== WHAT THE TASK REQUIRES ==
Copy the records that follow exactly, leaving nothing out.

================================

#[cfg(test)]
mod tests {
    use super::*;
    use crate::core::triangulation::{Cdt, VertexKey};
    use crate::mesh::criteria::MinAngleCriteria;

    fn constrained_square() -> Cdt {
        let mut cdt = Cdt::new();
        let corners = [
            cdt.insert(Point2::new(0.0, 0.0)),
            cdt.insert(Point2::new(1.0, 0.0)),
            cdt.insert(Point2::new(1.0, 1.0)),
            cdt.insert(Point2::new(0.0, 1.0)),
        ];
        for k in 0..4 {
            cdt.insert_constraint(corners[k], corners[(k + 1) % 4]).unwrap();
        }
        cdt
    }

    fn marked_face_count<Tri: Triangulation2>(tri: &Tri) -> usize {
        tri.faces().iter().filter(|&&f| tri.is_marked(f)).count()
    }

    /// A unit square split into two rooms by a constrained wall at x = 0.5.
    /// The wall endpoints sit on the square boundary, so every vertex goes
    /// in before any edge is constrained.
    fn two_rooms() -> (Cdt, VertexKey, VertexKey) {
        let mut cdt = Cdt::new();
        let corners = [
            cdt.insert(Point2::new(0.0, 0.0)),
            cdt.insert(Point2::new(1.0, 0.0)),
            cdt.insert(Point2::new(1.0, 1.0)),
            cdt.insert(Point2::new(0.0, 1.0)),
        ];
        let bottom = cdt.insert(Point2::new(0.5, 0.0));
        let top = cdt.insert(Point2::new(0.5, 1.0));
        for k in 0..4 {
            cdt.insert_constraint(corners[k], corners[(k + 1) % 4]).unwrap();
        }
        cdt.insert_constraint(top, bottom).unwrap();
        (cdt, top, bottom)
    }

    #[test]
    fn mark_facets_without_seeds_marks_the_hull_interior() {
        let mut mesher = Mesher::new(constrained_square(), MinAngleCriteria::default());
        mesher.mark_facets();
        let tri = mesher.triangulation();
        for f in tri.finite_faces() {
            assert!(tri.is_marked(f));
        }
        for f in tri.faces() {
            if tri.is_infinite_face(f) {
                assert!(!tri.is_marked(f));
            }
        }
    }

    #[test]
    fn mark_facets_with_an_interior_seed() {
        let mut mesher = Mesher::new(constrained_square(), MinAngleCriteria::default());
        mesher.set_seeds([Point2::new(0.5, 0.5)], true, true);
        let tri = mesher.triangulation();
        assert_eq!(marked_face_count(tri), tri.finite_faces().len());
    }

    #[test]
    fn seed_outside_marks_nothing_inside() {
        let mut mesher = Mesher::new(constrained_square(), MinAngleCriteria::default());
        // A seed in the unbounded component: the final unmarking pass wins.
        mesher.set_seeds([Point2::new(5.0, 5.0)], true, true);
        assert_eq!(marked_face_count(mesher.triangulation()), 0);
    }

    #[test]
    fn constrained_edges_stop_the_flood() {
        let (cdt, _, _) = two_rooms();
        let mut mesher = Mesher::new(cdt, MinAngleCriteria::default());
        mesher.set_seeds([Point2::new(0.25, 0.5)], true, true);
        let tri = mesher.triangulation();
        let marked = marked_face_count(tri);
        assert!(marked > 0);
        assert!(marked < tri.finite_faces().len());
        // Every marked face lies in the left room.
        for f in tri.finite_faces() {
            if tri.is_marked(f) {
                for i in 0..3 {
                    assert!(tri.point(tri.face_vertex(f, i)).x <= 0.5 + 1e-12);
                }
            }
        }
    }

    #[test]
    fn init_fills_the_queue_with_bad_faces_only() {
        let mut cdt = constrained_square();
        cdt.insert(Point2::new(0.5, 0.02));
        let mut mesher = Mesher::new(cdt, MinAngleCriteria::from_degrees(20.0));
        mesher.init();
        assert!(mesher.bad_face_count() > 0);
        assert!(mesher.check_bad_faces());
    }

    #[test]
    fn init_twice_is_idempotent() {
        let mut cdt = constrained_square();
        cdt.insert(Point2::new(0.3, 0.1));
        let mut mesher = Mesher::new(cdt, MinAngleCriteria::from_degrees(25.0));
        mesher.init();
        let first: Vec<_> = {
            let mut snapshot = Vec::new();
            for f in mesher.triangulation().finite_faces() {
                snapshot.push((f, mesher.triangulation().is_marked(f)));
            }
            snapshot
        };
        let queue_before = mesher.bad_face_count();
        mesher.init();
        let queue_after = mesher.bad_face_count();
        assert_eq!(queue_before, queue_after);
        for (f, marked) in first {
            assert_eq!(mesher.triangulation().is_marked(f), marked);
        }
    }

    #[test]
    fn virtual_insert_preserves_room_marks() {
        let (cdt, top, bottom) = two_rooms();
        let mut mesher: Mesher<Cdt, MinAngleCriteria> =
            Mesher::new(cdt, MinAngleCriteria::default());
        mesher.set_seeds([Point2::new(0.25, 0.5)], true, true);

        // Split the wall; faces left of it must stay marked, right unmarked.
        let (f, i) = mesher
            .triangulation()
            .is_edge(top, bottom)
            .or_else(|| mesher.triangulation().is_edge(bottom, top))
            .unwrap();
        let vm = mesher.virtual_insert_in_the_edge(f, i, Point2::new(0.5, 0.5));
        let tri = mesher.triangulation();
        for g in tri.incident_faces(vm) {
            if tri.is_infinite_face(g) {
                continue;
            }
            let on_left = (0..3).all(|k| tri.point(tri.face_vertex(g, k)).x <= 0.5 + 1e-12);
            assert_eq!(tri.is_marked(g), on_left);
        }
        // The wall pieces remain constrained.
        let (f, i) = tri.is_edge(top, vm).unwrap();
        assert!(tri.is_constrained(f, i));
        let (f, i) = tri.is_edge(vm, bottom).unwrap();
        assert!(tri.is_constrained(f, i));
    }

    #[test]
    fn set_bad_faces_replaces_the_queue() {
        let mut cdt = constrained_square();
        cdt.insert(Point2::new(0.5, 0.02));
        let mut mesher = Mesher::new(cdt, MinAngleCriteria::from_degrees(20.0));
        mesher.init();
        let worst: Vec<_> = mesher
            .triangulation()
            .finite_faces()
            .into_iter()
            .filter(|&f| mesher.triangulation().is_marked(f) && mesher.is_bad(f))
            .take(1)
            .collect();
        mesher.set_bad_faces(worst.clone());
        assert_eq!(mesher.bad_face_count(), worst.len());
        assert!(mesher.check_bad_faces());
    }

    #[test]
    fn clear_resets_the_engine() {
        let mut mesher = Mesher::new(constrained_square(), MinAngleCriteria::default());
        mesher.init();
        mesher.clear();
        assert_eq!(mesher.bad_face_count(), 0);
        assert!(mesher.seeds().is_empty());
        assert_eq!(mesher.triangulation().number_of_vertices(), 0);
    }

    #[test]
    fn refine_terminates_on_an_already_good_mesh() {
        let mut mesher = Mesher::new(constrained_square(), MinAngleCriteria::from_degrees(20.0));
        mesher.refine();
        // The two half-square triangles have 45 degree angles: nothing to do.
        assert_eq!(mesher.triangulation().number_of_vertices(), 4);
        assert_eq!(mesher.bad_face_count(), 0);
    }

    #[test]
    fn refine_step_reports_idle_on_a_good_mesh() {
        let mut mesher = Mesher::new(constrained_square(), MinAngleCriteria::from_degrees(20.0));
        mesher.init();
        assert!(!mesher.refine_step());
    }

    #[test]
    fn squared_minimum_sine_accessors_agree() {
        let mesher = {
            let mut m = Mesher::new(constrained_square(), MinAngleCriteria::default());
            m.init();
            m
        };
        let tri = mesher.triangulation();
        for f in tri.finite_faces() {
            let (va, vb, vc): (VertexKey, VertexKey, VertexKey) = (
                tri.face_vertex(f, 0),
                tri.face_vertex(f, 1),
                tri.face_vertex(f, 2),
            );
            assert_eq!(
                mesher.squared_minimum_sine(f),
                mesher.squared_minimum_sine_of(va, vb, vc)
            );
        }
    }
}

================================

== WRITTEN RESPONSE ==
#[cfg(test)]
mod tests {
    use super::*;
    use crate::core::triangulation::{Cdt, VertexKey};
    use crate::mesh::criteria::MinAngleCriteria;

    fn constrained_square() -> Cdt {
        let mut cdt = Cdt::new();
        let corners = [
            cdt.insert(Point2::new(0.0, 0.0)),
            cdt.insert(Point2::new(1.0, 0.0)),
            cdt.insert(Point2::new(1.0, 1.0)),
            cdt.insert(Point2::new(0.0, 1.0)),
        ];
        for k in 0..4 {
            cdt.insert_constraint(corners[k], corners[(k + 1) % 4]).unwrap();
        }
        cdt
    }

    fn marked_face_count<Tri: Triangulation2>(tri: &Tri) -> usize {
        tri.faces().iter().filter(|&&f| tri.is_marked(f)).count()
    }

    /// A unit square split into two rooms by a constrained wall at x = 0.5.
    /// The wall endpoints sit on the square boundary, so every vertex goes
    /// in before any edge is constrained.
    fn two_rooms() -> (Cdt, VertexKey, VertexKey) {
        let mut cdt = Cdt::new();
        let corners = [
            cdt.insert(Point2::new(0.0, 0.0)),
            cdt.insert(Point2::new(1.0, 0.0)),
            cdt.insert(Point2::new(1.0, 1.0)),
            cdt.insert(Point2::new(0.0, 1.0)),
        ];
        let bottom = cdt.insert(Point2::new(0.5, 0.0));
        let top = cdt.insert(Point2::new(0.5, 1.0));
        for k in 0..4 {
            cdt.insert_constraint(corners[k], corners[(k + 1) % 4]).unwrap();
        }
        cdt.insert_constraint(top, bottom).unwrap();
        (cdt, top, bottom)
    }

    #[test]
    fn mark_facets_without_seeds_marks_the_hull_interior() {
        let mut mesher = Mesher::new(constrained_square(), MinAngleCriteria::default());
        mesher.mark_facets();
        let tri = mesher.triangulation();
        for f in tri.finite_faces() {
            assert!(tri.is_marked(f));
        }
        for f in tri.faces() {
            if tri.is_infinite_face(f) {
                assert!(!tri.is_marked(f));
            }
        }
    }

    #[test]
    fn mark_facets_with_an_interior_seed() {
        let mut mesher = Mesher::new(constrained_square(), MinAngleCriteria::default());
        mesher.set_seeds([Point2::new(0.5, 0.5)], true, true);
        let tri = mesher.triangulation();
        assert_eq!(marked_face_count(tri), tri.finite_faces().len());
    }

    #[test]
    fn seed_outside_marks_nothing_inside() {
        let mut mesher = Mesher::new(constrained_square(), MinAngleCriteria::default());
        // A seed in the unbounded component: the final unmarking pass wins.
        mesher.set_seeds([Point2::new(5.0, 5.0)], true, true);
        assert_eq!(marked_face_count(mesher.triangulation()), 0);
    }

    #[test]
    fn constrained_edges_stop_the_flood() {
        let (cdt, _, _) = two_rooms();
        let mut mesher = Mesher::new(cdt, MinAngleCriteria::default());
        mesher.set_seeds([Point2::new(0.25, 0.5)], true, true);
        let tri = mesher.triangulation();
        let marked = marked_face_count(tri);
        assert!(marked > 0);
        assert!(marked < tri.finite_faces().len());
        // Every marked face lies in the left room.
        for f in tri.finite_faces() {
            if tri.is_marked(f) {
                for i in 0..3 {
                    assert!(tri.point(tri.face_vertex(f, i)).x <= 0.5 + 1e-12);
                }
            }
        }
    }

    #[test]
    fn init_fills_the_queue_with_bad_faces_only() {
        let mut cdt = constrained_square();
        cdt.insert(Point2::new(0.5, 0.02));
        let mut mesher = Mesher::new(cdt, MinAngleCriteria::from_degrees(20.0));
        mesher.init();
        assert!(mesher.bad_face_count() > 0);
        assert!(mesher.check_bad_faces());
    }

    #[test]
    fn init_twice_is_idempotent() {
        let mut cdt = constrained_square();
        cdt.insert(Point2::new(0.3, 0.1));
        let mut mesher = Mesher::new(cdt, MinAngleCriteria::from_degrees(25.0));
        mesher.init();
        let first: Vec<_> = {
            let mut snapshot = Vec::new();
            for f in mesher.triangulation().finite_faces() {
                snapshot.push((f, mesher.triangulation().is_marked(f)));
            }
            snapshot
        };
        let queue_before = mesher.bad_face_count();
        mesher.init();
        let queue_after = mesher.bad_face_count();
        assert_eq!(queue_before, queue_after);
        for (f, marked) in first {
            assert_eq!(mesher.triangulation().is_marked(f), marked);
        }
    }

    #[test]
    fn virtual_insert_preserves_room_marks() {
        let (cdt, top, bottom) = two_rooms();
        let mut mesher: Mesher<Cdt, MinAngleCriteria> =
            Mesher::new(cdt, MinAngleCriteria::default());
        mesher.set_seeds([Point2::new(0.25, 0.5)], true, true);

        // Split the wall; faces left of it must stay marked, right unmarked.
        let (f, i) = mesher
            .triangulation()
            .is_edge(top, bottom)
            .or_else(|| mesher.triangulation().is_edge(bottom, top))
            .unwrap();
        let vm = mesher.virtual_insert_in_the_edge(f, i, Point2::new(0.5, 0.5));
        let tri = mesher.triangulation();
        for g in tri.incident_faces(vm) {
            if tri.is_infinite_face(g) {
                continue;
            }
            let on_left = (0..3).all(|k| tri.point(tri.face_vertex(g, k)).x <= 0.5 + 1e-12);
            assert_eq!(tri.is_marked(g), on_left);
        }
        // The wall pieces remain constrained.
        let (f, i) = tri.is_edge(top, vm).unwrap();
        assert!(tri.is_constrained(f, i));
        let (f, i) = tri.is_edge(vm, bottom).unwrap();
        assert!(tri.is_constrained(f, i));
    }

    #[test]
    fn set_bad_faces_replaces_the_queue() {
        let mut cdt = constrained_square();
        cdt.insert(Point2::new(0.5, 0.02));
        let mut mesher = Mesher::new(cdt, MinAngleCriteria::from_degrees(20.0));
        mesher.init();
        let worst: Vec<_> = mesher
            .triangulation()
            .finite_faces()
            .into_iter()
            .filter(|&f| mesher.triangulation().is_marked(f) && mesher.is_bad(f))
            .take(1)
            .collect();
        mesher.set_bad_faces(worst.clone());
        assert_eq!(mesher.bad_face_count(), worst.len());
        assert!(mesher.check_bad_faces());
    }

    #[test]
    fn clear_resets_the_engine() {
        let mut mesher = Mesher::new(constrained_square(), MinAngleCriteria::default());
        mesher.init();
        mesher.clear();
        assert_eq!(mesher.bad_face_count(), 0);
        assert!(mesher.seeds().is_empty());
        assert_eq!(mesher.triangulation().number_of_vertices(), 0);
    }

    #[test]
    fn refine_terminates_on_an_already_good_mesh() {
        let mut mesher = Mesher::new(constrained_square(), MinAngleCriteria::from_degrees(20.0));
        mesher.refine();
        // The two half-square triangles have 45 degree angles: nothing to do.
        assert_eq!(mesher.triangulation().number_of_vertices(), 4);
        assert_eq!(mesher.bad_face_count(), 0);
    }

    #[test]
    fn refine_step_reports_idle_on_a_good_mesh() {
        let mut mesher = Mesher::new(constrained_square(), MinAngleCriteria::from_degrees(20.0));
        mesher.init();
        assert!(!mesher.refine_step());
    }

    #[test]
    fn squared_minimum_sine_accessors_agree() {
        let mesher = {
            let mut m = Mesher::new(constrained_square(), MinAngleCriteria::default());
            m.init();
            m
        };
        let tri = mesher.triangulation();
        for f in tri.finite_faces() {
            let (va, vb, vc): (VertexKey, VertexKey, VertexKey) = (
                tri.face_vertex(f, 0),
                tri.face_vertex(f, 1),
                tri.face_vertex(f, 2),
            );
            assert_eq!(
                mesher.squared_minimum_sine(f),
                mesher.squared_minimum_sine_of(va, vb, vc)
            );
        }
    }
}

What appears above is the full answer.